[DATASET ENTRIES]
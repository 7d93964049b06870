use std::fmt;

use anyhow::{bail, Result};
use digest::DynDigest;
use sha1::Sha1;
use sha2::{Digest, Sha256, Sha384, Sha512};

/// Command code of `TPM2_PolicyPCR`, from the TPM 2.0 command registry.
const TPM_CC_POLICY_PCR: u32 = 0x0000_017f;

/// Octets in a PCR select bitmap. A conformant TPM allocates at least
/// 24 PCRs (0-23) in every bank, which fit in three octets.
const SIZE_OF_PCR_SELECT: usize = 3;

/// Hash algorithms a PCR bank can run on.
#[derive(Debug, Clone, Copy, PartialEq, Eq, PartialOrd, Ord, Hash)]
pub enum PcrAlgorithm {
    Sha1,
    Sha256,
    Sha384,
    Sha512,
}

impl PcrAlgorithm {
    /// All banks, in the order they are emitted into `.pcrsig`.
    pub const ALL: [PcrAlgorithm; 4] = [
        PcrAlgorithm::Sha1,
        PcrAlgorithm::Sha256,
        PcrAlgorithm::Sha384,
        PcrAlgorithm::Sha512,
    ];

    /// TPM_ALG_ID assigned by the TCG algorithm registry.
    pub fn tpm_alg_id(self) -> u16 {
        match self {
            PcrAlgorithm::Sha1 => 0x0004,
            PcrAlgorithm::Sha256 => 0x000b,
            PcrAlgorithm::Sha384 => 0x000c,
            PcrAlgorithm::Sha512 => 0x000d,
        }
    }

    pub fn digest_len(self) -> usize {
        match self {
            PcrAlgorithm::Sha1 => 20,
            PcrAlgorithm::Sha256 => 32,
            PcrAlgorithm::Sha384 => 48,
            PcrAlgorithm::Sha512 => 64,
        }
    }

    /// Bank name as it appears in the `.pcrsig` JSON.
    pub fn bank_name(self) -> &'static str {
        match self {
            PcrAlgorithm::Sha1 => "sha1",
            PcrAlgorithm::Sha256 => "sha256",
            PcrAlgorithm::Sha384 => "sha384",
            PcrAlgorithm::Sha512 => "sha512",
        }
    }

    fn hasher(self) -> Box<dyn DynDigest> {
        match self {
            PcrAlgorithm::Sha1 => Box::new(Sha1::new()),
            PcrAlgorithm::Sha256 => Box::new(Sha256::new()),
            PcrAlgorithm::Sha384 => Box::new(Sha384::new()),
            PcrAlgorithm::Sha512 => Box::new(Sha512::new()),
        }
    }

    pub fn digest(self, data: &[u8]) -> Vec<u8> {
        let mut hasher = self.hasher();
        hasher.update(data);
        hasher.finalize().into_vec()
    }
}

impl fmt::Display for PcrAlgorithm {
    fn fmt(&self, f: &mut fmt::Formatter) -> fmt::Result {
        f.write_str(self.bank_name())
    }
}

/// Emulation of a single TPM PCR: a register that starts at all zeros and
/// can only be extended.
#[derive(Debug, Clone)]
pub struct PcrRegister {
    alg: PcrAlgorithm,
    value: Vec<u8>,
}

impl PcrRegister {
    pub fn new(alg: PcrAlgorithm) -> Self {
        Self {
            alg,
            value: vec![0; alg.digest_len()],
        }
    }

    /// TPM extend: the event data is hashed first, then folded into the
    /// register as `H(value || H(event))`.
    pub fn extend(&mut self, event: &[u8]) {
        let event_digest = self.alg.digest(event);
        let mut hasher = self.alg.hasher();
        hasher.update(&self.value);
        hasher.update(&event_digest);
        self.value = hasher.finalize().into_vec();
    }

    pub fn value(&self) -> &[u8] {
        &self.value
    }

    pub fn algorithm(&self) -> PcrAlgorithm {
        self.alg
    }
}

/// Convert PCR indices into the TPM 2.0 three-octet select bitmap.
pub fn create_selector(pcrs: &[u32]) -> Result<[u8; SIZE_OF_PCR_SELECT]> {
    let mut mask = [0u8; SIZE_OF_PCR_SELECT];

    for &n in pcrs {
        if n >= (8 * SIZE_OF_PCR_SELECT) as u32 {
            bail!(
                "PCR index {n} is out of range (exceeds maximum value {})",
                8 * SIZE_OF_PCR_SELECT - 1
            );
        }

        mask[(n >> 3) as usize] |= 1 << (n & 0x7);
    }

    Ok(mask)
}

/// A `TPML_PCR_SELECTION` holding a single bank selection.
#[derive(Debug, Clone, Copy, PartialEq, Eq)]
pub struct PcrSelection {
    alg: PcrAlgorithm,
    select: [u8; SIZE_OF_PCR_SELECT],
}

impl PcrSelection {
    pub fn new(alg: PcrAlgorithm, pcrs: &[u32]) -> Result<Self> {
        Ok(Self {
            alg,
            select: create_selector(pcrs)?,
        })
    }

    /// TPM 2.0 wire form: a count-prefixed list of `TPMS_PCR_SELECTION`
    /// entries, each `{hash, sizeofSelect, pcrSelect}`.
    pub fn marshal(&self) -> Vec<u8> {
        let mut out = Vec::with_capacity(10);
        out.extend_from_slice(&1u32.to_be_bytes());
        out.extend_from_slice(&self.alg.tpm_alg_id().to_be_bytes());
        out.push(SIZE_OF_PCR_SELECT as u8);
        out.extend_from_slice(&self.select);
        out
    }
}

/// Compute the `TPM2_PolicyPCR` digest authorizing key use only while the
/// selected PCR holds `pcr_value`.
///
/// The policy session hash is always SHA-256, independent of the bank the
/// PCR value came from.
pub fn calculate_policy(pcr_value: &[u8], selection: &PcrSelection) -> [u8; 32] {
    let pcr_digest = Sha256::digest(pcr_value);

    let mut hasher = Sha256::new();
    Digest::update(&mut hasher, [0u8; 32]);
    Digest::update(&mut hasher, TPM_CC_POLICY_PCR.to_be_bytes());
    Digest::update(&mut hasher, selection.marshal());
    Digest::update(&mut hasher, pcr_digest);
    hasher.finalize().into()
}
[/DATASET ENTRIES]
→ PROBLEM TO WORK ON
Repeat each record in full; every line must match exactly.

→ SOLUTION BELOW
repository 7d93964049b06870
use std::fmt;

use anyhow::{bail, Result};
use digest::DynDigest;
use sha1::Sha1;
use sha2::{Digest, Sha256, Sha384, Sha512};

/// Command code of `TPM2_PolicyPCR`, from the TPM 2.0 command registry.
const TPM_CC_POLICY_PCR: u32 = 0x0000_017f;

/// Octets in a PCR select bitmap. A conformant TPM allocates at least
/// 24 PCRs (0-23) in every bank, which fit in three octets.
const SIZE_OF_PCR_SELECT: usize = 3;

/// Hash algorithms a PCR bank can run on.
#[derive(Debug, Clone, Copy, PartialEq, Eq, PartialOrd, Ord, Hash)]
pub enum PcrAlgorithm {
    Sha1,
    Sha256,
    Sha384,
    Sha512,
}

impl PcrAlgorithm {
    /// All banks, in the order they are emitted into `.pcrsig`.
    pub const ALL: [PcrAlgorithm; 4] = [
        PcrAlgorithm::Sha1,
        PcrAlgorithm::Sha256,
        PcrAlgorithm::Sha384,
        PcrAlgorithm::Sha512,
    ];

    /// TPM_ALG_ID assigned by the TCG algorithm registry.
    pub fn tpm_alg_id(self) -> u16 {
        match self {
            PcrAlgorithm::Sha1 => 0x0004,
            PcrAlgorithm::Sha256 => 0x000b,
            PcrAlgorithm::Sha384 => 0x000c,
            PcrAlgorithm::Sha512 => 0x000d,
        }
    }

    pub fn digest_len(self) -> usize {
        match self {
            PcrAlgorithm::Sha1 => 20,
            PcrAlgorithm::Sha256 => 32,
            PcrAlgorithm::Sha384 => 48,
            PcrAlgorithm::Sha512 => 64,
        }
    }

    /// Bank name as it appears in the `.pcrsig` JSON.
    pub fn bank_name(self) -> &'static str {
        match self {
            PcrAlgorithm::Sha1 => "sha1",
            PcrAlgorithm::Sha256 => "sha256",
            PcrAlgorithm::Sha384 => "sha384",
            PcrAlgorithm::Sha512 => "sha512",
        }
    }

    fn hasher(self) -> Box<dyn DynDigest> {
        match self {
            PcrAlgorithm::Sha1 => Box::new(Sha1::new()),
            PcrAlgorithm::Sha256 => Box::new(Sha256::new()),
            PcrAlgorithm::Sha384 => Box::new(Sha384::new()),
            PcrAlgorithm::Sha512 => Box::new(Sha512::new()),
        }
    }

    pub fn digest(self, data: &[u8]) -> Vec<u8> {
        let mut hasher = self.hasher();
        hasher.update(data);
        hasher.finalize().into_vec()
    }
}

impl fmt::Display for PcrAlgorithm {
    fn fmt(&self, f: &mut fmt::Formatter) -> fmt::Result {
        f.write_str(self.bank_name())
    }
}

/// Emulation of a single TPM PCR: a register that starts at all zeros and
/// can only be extended.
#[derive(Debug, Clone)]
pub struct PcrRegister {
    alg: PcrAlgorithm,
    value: Vec<u8>,
}

impl PcrRegister {
    pub fn new(alg: PcrAlgorithm) -> Self {
        Self {
            alg,
            value: vec![0; alg.digest_len()],
        }
    }

    /// TPM extend: the event data is hashed first, then folded into the
    /// register as `H(value || H(event))`.
    pub fn extend(&mut self, event: &[u8]) {
        let event_digest = self.alg.digest(event);
        let mut hasher = self.alg.hasher();
        hasher.update(&self.value);
        hasher.update(&event_digest);
        self.value = hasher.finalize().into_vec();
    }

    pub fn value(&self) -> &[u8] {
        &self.value
    }

    pub fn algorithm(&self) -> PcrAlgorithm {
        self.alg
    }
}

/// Convert PCR indices into the TPM 2.0 three-octet select bitmap.
pub fn create_selector(pcrs: &[u32]) -> Result<[u8; SIZE_OF_PCR_SELECT]> {
    let mut mask = [0u8; SIZE_OF_PCR_SELECT];

    for &n in pcrs {
        if n >= (8 * SIZE_OF_PCR_SELECT) as u32 {
            bail!(
                "PCR index {n} is out of range (exceeds maximum value {})",
                8 * SIZE_OF_PCR_SELECT - 1
            );
        }

        mask[(n >> 3) as usize] |= 1 << (n & 0x7);
    }

    Ok(mask)
}

/// A `TPML_PCR_SELECTION` holding a single bank selection.
#[derive(Debug, Clone, Copy, PartialEq, Eq)]
pub struct PcrSelection {
    alg: PcrAlgorithm,
    select: [u8; SIZE_OF_PCR_SELECT],
}

impl PcrSelection {
    pub fn new(alg: PcrAlgorithm, pcrs: &[u32]) -> Result<Self> {
        Ok(Self {
            alg,
            select: create_selector(pcrs)?,
        })
    }

    /// TPM 2.0 wire form: a count-prefixed list of `TPMS_PCR_SELECTION`
    /// entries, each `{hash, sizeofSelect, pcrSelect}`.
    pub fn marshal(&self) -> Vec<u8> {
        let mut out = Vec::with_capacity(10);
        out.extend_from_slice(&1u32.to_be_bytes());
        out.extend_from_slice(&self.alg.tpm_alg_id().to_be_bytes());
        out.push(SIZE_OF_PCR_SELECT as u8);
        out.extend_from_slice(&self.select);
        out
    }
}

/// Compute the `TPM2_PolicyPCR` digest authorizing key use only while the
/// selected PCR holds `pcr_value`.
///
/// The policy session hash is always SHA-256, independent of the bank the
/// PCR value came from.
pub fn calculate_policy(pcr_value: &[u8], selection: &PcrSelection) -> [u8; 32] {
    let pcr_digest = Sha256::digest(pcr_value);

    let mut hasher = Sha256::new();
    Digest::update(&mut hasher, [0u8; 32]);
    Digest::update(&mut hasher, TPM_CC_POLICY_PCR.to_be_bytes());
    Digest::update(&mut hasher, selection.marshal());
    Digest::update(&mut hasher, pcr_digest);
    hasher.finalize().into()
}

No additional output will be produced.